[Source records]
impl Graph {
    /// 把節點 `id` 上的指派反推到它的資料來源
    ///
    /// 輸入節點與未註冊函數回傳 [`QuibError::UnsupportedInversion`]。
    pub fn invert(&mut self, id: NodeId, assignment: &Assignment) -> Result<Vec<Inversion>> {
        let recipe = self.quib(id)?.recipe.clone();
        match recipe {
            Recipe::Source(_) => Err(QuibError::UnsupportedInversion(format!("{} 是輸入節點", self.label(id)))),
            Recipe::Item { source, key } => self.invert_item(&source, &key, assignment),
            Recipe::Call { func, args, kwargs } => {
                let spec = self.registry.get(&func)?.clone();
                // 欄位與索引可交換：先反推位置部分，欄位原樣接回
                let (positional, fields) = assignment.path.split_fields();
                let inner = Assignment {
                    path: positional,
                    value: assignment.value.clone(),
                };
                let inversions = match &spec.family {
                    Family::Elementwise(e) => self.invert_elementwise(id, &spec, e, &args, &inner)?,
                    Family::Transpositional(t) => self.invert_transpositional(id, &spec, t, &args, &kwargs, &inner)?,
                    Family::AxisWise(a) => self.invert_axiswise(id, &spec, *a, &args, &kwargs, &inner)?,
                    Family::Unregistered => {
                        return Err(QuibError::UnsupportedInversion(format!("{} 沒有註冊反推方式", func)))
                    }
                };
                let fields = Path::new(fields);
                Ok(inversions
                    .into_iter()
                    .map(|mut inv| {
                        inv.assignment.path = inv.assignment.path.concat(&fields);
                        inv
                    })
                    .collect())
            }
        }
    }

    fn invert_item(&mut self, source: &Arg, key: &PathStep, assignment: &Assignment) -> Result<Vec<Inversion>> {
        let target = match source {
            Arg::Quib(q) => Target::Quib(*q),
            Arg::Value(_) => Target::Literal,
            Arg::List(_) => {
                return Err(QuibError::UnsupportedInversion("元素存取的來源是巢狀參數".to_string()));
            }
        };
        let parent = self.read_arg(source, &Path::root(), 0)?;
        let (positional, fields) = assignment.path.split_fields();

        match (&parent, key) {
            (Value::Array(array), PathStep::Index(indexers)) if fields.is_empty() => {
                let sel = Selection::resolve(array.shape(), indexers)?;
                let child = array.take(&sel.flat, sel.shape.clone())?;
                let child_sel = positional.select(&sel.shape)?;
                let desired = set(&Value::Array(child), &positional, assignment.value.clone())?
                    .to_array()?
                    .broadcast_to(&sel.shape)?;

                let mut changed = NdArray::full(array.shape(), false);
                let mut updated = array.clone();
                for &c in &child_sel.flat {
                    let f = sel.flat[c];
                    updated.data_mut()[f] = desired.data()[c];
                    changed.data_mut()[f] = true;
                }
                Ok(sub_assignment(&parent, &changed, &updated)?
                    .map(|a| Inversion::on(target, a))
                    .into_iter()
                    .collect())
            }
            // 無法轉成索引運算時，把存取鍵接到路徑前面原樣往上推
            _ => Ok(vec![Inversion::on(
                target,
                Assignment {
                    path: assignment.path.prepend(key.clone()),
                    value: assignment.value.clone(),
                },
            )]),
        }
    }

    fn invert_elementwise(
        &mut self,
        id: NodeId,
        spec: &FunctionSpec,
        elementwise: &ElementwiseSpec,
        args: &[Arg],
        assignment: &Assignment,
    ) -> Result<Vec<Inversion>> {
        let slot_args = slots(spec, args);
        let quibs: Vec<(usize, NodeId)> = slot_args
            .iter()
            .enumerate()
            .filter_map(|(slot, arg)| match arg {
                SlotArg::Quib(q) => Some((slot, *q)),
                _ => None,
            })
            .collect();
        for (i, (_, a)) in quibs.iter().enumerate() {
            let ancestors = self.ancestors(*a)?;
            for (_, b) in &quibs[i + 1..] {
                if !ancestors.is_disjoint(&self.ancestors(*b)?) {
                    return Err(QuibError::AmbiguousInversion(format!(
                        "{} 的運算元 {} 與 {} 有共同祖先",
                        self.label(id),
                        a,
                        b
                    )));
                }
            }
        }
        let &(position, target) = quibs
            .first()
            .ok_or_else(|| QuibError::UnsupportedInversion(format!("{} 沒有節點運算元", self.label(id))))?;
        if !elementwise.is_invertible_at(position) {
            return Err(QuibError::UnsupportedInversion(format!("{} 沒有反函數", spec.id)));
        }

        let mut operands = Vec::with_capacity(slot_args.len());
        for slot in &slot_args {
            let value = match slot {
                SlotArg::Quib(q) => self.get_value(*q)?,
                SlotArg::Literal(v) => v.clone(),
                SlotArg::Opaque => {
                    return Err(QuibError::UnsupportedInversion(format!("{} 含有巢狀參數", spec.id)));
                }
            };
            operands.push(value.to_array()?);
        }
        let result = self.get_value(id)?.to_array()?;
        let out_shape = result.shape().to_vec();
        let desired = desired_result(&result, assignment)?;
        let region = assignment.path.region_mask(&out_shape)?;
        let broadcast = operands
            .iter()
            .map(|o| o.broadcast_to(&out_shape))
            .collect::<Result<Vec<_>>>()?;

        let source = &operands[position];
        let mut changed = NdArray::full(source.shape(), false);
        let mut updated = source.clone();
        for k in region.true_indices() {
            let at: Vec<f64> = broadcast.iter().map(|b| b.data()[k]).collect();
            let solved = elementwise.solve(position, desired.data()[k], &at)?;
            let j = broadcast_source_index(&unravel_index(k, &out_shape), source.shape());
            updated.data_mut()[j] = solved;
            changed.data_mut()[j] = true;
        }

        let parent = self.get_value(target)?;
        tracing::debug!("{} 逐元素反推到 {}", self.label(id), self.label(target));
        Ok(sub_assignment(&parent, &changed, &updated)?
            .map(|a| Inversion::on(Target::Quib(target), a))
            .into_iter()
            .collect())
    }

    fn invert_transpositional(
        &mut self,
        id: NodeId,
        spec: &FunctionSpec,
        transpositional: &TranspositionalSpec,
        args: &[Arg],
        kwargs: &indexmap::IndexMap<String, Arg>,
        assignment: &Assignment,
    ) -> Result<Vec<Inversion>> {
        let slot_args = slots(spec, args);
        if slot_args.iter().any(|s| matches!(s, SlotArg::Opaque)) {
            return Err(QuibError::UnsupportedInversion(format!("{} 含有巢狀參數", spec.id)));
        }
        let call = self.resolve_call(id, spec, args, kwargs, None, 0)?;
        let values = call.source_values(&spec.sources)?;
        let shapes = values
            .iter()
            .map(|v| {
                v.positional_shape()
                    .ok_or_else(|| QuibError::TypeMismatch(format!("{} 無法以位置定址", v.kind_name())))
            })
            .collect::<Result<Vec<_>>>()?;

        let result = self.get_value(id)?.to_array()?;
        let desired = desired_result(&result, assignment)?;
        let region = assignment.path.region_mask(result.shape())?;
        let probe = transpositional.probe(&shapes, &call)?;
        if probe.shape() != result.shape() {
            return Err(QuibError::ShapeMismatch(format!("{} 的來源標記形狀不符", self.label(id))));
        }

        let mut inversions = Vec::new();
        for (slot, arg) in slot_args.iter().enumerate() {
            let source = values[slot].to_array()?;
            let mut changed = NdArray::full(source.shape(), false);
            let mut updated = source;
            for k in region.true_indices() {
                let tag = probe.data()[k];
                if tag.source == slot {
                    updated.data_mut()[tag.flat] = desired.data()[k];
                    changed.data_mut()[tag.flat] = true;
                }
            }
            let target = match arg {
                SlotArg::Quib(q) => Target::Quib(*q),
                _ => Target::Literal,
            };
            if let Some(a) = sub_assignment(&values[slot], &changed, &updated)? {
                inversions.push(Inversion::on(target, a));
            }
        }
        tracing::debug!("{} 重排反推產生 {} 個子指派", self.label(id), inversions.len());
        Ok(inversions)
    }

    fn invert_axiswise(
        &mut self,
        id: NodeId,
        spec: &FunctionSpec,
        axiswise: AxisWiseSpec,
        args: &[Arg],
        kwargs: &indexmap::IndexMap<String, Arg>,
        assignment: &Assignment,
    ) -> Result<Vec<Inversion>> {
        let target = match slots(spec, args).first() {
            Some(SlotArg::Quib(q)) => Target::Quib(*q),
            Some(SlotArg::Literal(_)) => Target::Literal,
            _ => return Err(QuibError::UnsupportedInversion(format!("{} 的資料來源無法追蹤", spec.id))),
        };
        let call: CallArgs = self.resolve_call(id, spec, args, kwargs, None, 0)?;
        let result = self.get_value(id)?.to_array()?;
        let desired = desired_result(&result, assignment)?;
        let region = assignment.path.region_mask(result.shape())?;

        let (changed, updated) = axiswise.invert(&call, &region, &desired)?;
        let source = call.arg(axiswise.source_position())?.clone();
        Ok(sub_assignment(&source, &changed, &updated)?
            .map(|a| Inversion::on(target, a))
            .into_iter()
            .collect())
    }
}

__Exercise prompt__:
Find the word "debug" in the records and pull out each line that has it.

__Output__:
        tracing::debug!("{} 逐元素反推到 {}", self.label(id), self.label(target));
        tracing::debug!("{} 重排反推產生 {} 個子指派", self.label(id), inversions.len());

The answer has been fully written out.